Saturday, February 13, 2010

Chapter 30, Verse 1: Make Love and an Open Letter

I've got a headache Space Travelers. I drank too much last night. This is something that happens. Fact. The poisons of choice was two Chimay triples followed by a legion of cheap gin armed with tonic. I'm taking the morning to recover and I'm going to do something I've been putting off for a while: Compose an open letter to Cindy Gallop. I first learned about Cindy on TED. Here is her segment.



I used to do wellness education in college, and many of the topics that I'd address were about sexual health. This is a topic I care deeply about, and one that I feel deserves a sober approach. I tire of the back-of-the-classroom giggling on the topic of sex. I was then very pleased when I was listening to Cindy. She spoke in a very confident and direct tone. She spoke much like we want our doctors to speak to us about our health. In many ways, her approach to talking about sex skipped all warm-up foreplay to make the audience comfortable. I very much appreciate this. However, something just wasn't right. While I was pretty much on board with her problem statement, I felt that her method of addressing it was tragically flawed.
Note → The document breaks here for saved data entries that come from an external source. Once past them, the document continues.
//! Pipeline error taxonomy
//!
//! Every error is terminal to the current invocation: there is no automatic
//! cross-phase retry or rollback. Tool failures keep the tool's raw output so
//! the operator sees exactly what the tool printed.

use std::path::PathBuf;
use std::time::Duration;
use thiserror::Error;

/// Result type alias for pipeline operations
pub type Result<T> = std::result::Result<T, PipelineError>;

/// Errors raised by pipeline phases
#[derive(Debug, Error)]
pub enum PipelineError {
    /// Variables file failed validation; nothing was invoked
    #[error("invalid deployment variables:\n  - {}", .0.join("\n  - "))]
    InvalidVariables(Vec<String>),

    /// Provisioning tool exited non-zero during apply
    #[error("provisioning failed: terraform apply exited with {exit_code}")]
    Provisioning { exit_code: i32, output: String },

    /// Provisioning tool exited non-zero during destroy
    #[error("teardown failed: terraform destroy exited with {exit_code}")]
    Teardown { exit_code: i32, output: String },

    /// Host never accepted remote execution within the readiness budget
    #[error(
        "host {address} not reachable after {attempts} attempt(s) within {}s",
        .timeout.as_secs()
    )]
    ReachabilityTimeout {
        address: String,
        timeout: Duration,
        attempts: u32,
    },

    /// Configuration tool exited non-zero
    #[error("configuration failed: ansible-playbook exited with {exit_code}")]
    Configuration { exit_code: i32, output: String },

    /// A mandatory endpoint never answered 2xx within its attempts
    #[error("verification failed for mandatory endpoint(s): {}", .failed.join(", "))]
    VerificationFailure { failed: Vec<String> },

    /// Any other external tool exited non-zero
    #[error("{tool} exited with {exit_code}")]
    ToolFailed {
        tool: String,
        exit_code: i32,
        output: String,
    },

    /// A phase needs the deployment address but none was recorded
    #[error("no deployment address at {} (run `apply` first)", .0.display())]
    MissingAddress(PathBuf),

    /// The recorded host never passed the readiness check
    #[error("host {0} has not passed the readiness check (run `apply` first)")]
    HostNotReady(String),

    /// An external tool could not be started at all
    #[error("failed to launch {tool}: {source}")]
    ToolLaunch {
        tool: String,
        #[source]
        source: std::io::Error,
    },

    /// A tool succeeded but printed something we could not interpret
    #[error("unexpected tool output: {0}")]
    MalformedOutput(String),

    /// Evidence could not be written; evidence is part of the deliverable
    #[error("failed to write evidence {}: {source}", .path.display())]
    Evidence {
        path: PathBuf,
        #[source]
        source: std::io::Error,
    },

    /// Invalid pipeline configuration
    #[error("invalid pipeline configuration: {0}")]
    Config(String),

    #[error("I/O error: {0}")]
    Io(#[from] std::io::Error),

    #[error("JSON error: {0}")]
    Json(#[from] serde_json::Error),
}

impl PipelineError {
    /// Process exit code for this error
    ///
    /// Tool failures propagate the tool's own exit code; everything else is
    /// an internal precondition failure and maps to 1.
    pub fn exit_code(&self) -> i32 {
        let code = match self {
            PipelineError::Provisioning { exit_code, .. }
            | PipelineError::Teardown { exit_code, .. }
            | PipelineError::Configuration { exit_code, .. }
            | PipelineError::ToolFailed { exit_code, .. } => *exit_code,
            _ => 1,
        };

        // Signals report -1; out-of-range codes would wrap.
        if (1..=255).contains(&code) { code } else { 1 }
    }

    /// Raw output of the failing tool, if this error came from one
    pub fn tool_output(&self) -> Option<&str> {
        match self {
            PipelineError::Provisioning { output, .. }
            | PipelineError::Teardown { output, .. }
            | PipelineError::Configuration { output, .. }
            | PipelineError::ToolFailed { output, .. } => Some(output.as_str()),
            _ => None,
        }
    }
}

#[cfg(test)]
mod tests {
    use super::*;

    #[test]
    fn test_exit_code_propagates_tool_code() {
        let err = PipelineError::Provisioning {
            exit_code: 2,
            output: "Error: creating EC2 Instance".into(),
        };
        assert_eq!(err.exit_code(), 2);
        assert_eq!(err.tool_output(), Some("Error: creating EC2 Instance"));
    }

    #[test]
    fn test_exit_code_internal_failures() {
        let err = PipelineError::MissingAddress(PathBuf::from(".launchpad/instance_ip"));
        assert_eq!(err.exit_code(), 1);
        assert!(err.tool_output().is_none());

        let err = PipelineError::ToolFailed {
            tool: "ssh".into(),
            exit_code: -1,
            output: String::new(),
        };
        assert_eq!(err.exit_code(), 1);
    }

    #[test]
    fn test_messages() {
        let err = PipelineError::InvalidVariables(vec!["a".into(), "b".into()]);
        assert_eq!(err.to_string(), "invalid deployment variables:\n  - a\n  - b");

        let err = PipelineError::ReachabilityTimeout {
            address: "10.0.0.5".into(),
            timeout: Duration::from_secs(60),
            attempts: 12,
        };
        assert_eq!(
            err.to_string(),
            "host 10.0.0.5 not reachable after 12 attempt(s) within 60s"
        );
    }
}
Her observations: Pornography has become modern day sexual education. That pornography as entertainment displays sexual norms that are not always positive or promote good sexual health. That in a society where discussion of sexual topics is taboo, people lack the proper resources to get the information they need.

Her idea: Create a website to separate porn myth from sex reality. Her creation is a website called make love not porn and addresses specific topics and leaves space for users to leave feedback.

Lick some email stamps Space Travelers, and hope the internet postal service is running.

Dear Cindy Gallop,

My name is Alias Tagami. I am writing to you to address some concerns I have after recently seeing your TED talk and after exploring your sexual education website Make Love Not Porn. This is not a letter from a church group; not a letter from some hyper crazy evangelical who thinks you're trying to get every 14 year old pregnant by saying the word "vagina" in public. I am a 26 yr old man who writes a blog about social issues. I do have a history as a wellness educator, and I am very passionate about sexual health topics. It is that passion that actually led me to find your TED talk in the first place. I very much respect and appreciate the sober manner in which you spoke. It is refreshing to see someone not beat around the bush and address sexual topics as serious things that are not to be giggled at or ashamed of.

Your talk made one very profound point that stands out above all other things: That pornography has become modern day sex education. I agree. Further, I believe this is not a good thing, and not because porn is bad or immoral either. I believe we are on the same page here. I was watching your talk and quite impressed, at this point I was cheering you on. You had the tone, and you had delivered clearly your thesis.

But then we had a split. Your message seemed to be very directly aimed at getting sexual education to girls and women, and yet you seemed to only address the porn mythos that exist in boys and men. Your statement that a certain level of "reeducation, rehabilitation, and reorientation" need to take place seemed heavily aimed at men, and yet your site seems to address girls and women. I see this as a disconnect. If modern day porn has become de facto
sexual education, then should we not examine who is would be drawing any information from it? In other words, if a man is getting in his head certain sexual norms about sexual intercourse from porn, it doesn't make sense to address girls and women about a topic like cumming on a girl's face. The message on your website only further adds to the problem I believe. If the porn myth is that every girl likes this, and you put "not necessarily," you've done your job in diffusing the myth, but you've left the reader in an undefined place. I think this is a bad place to leave a person. Additionally, the user feed back on each page does not help a reader get reliable information and is often very contradictory.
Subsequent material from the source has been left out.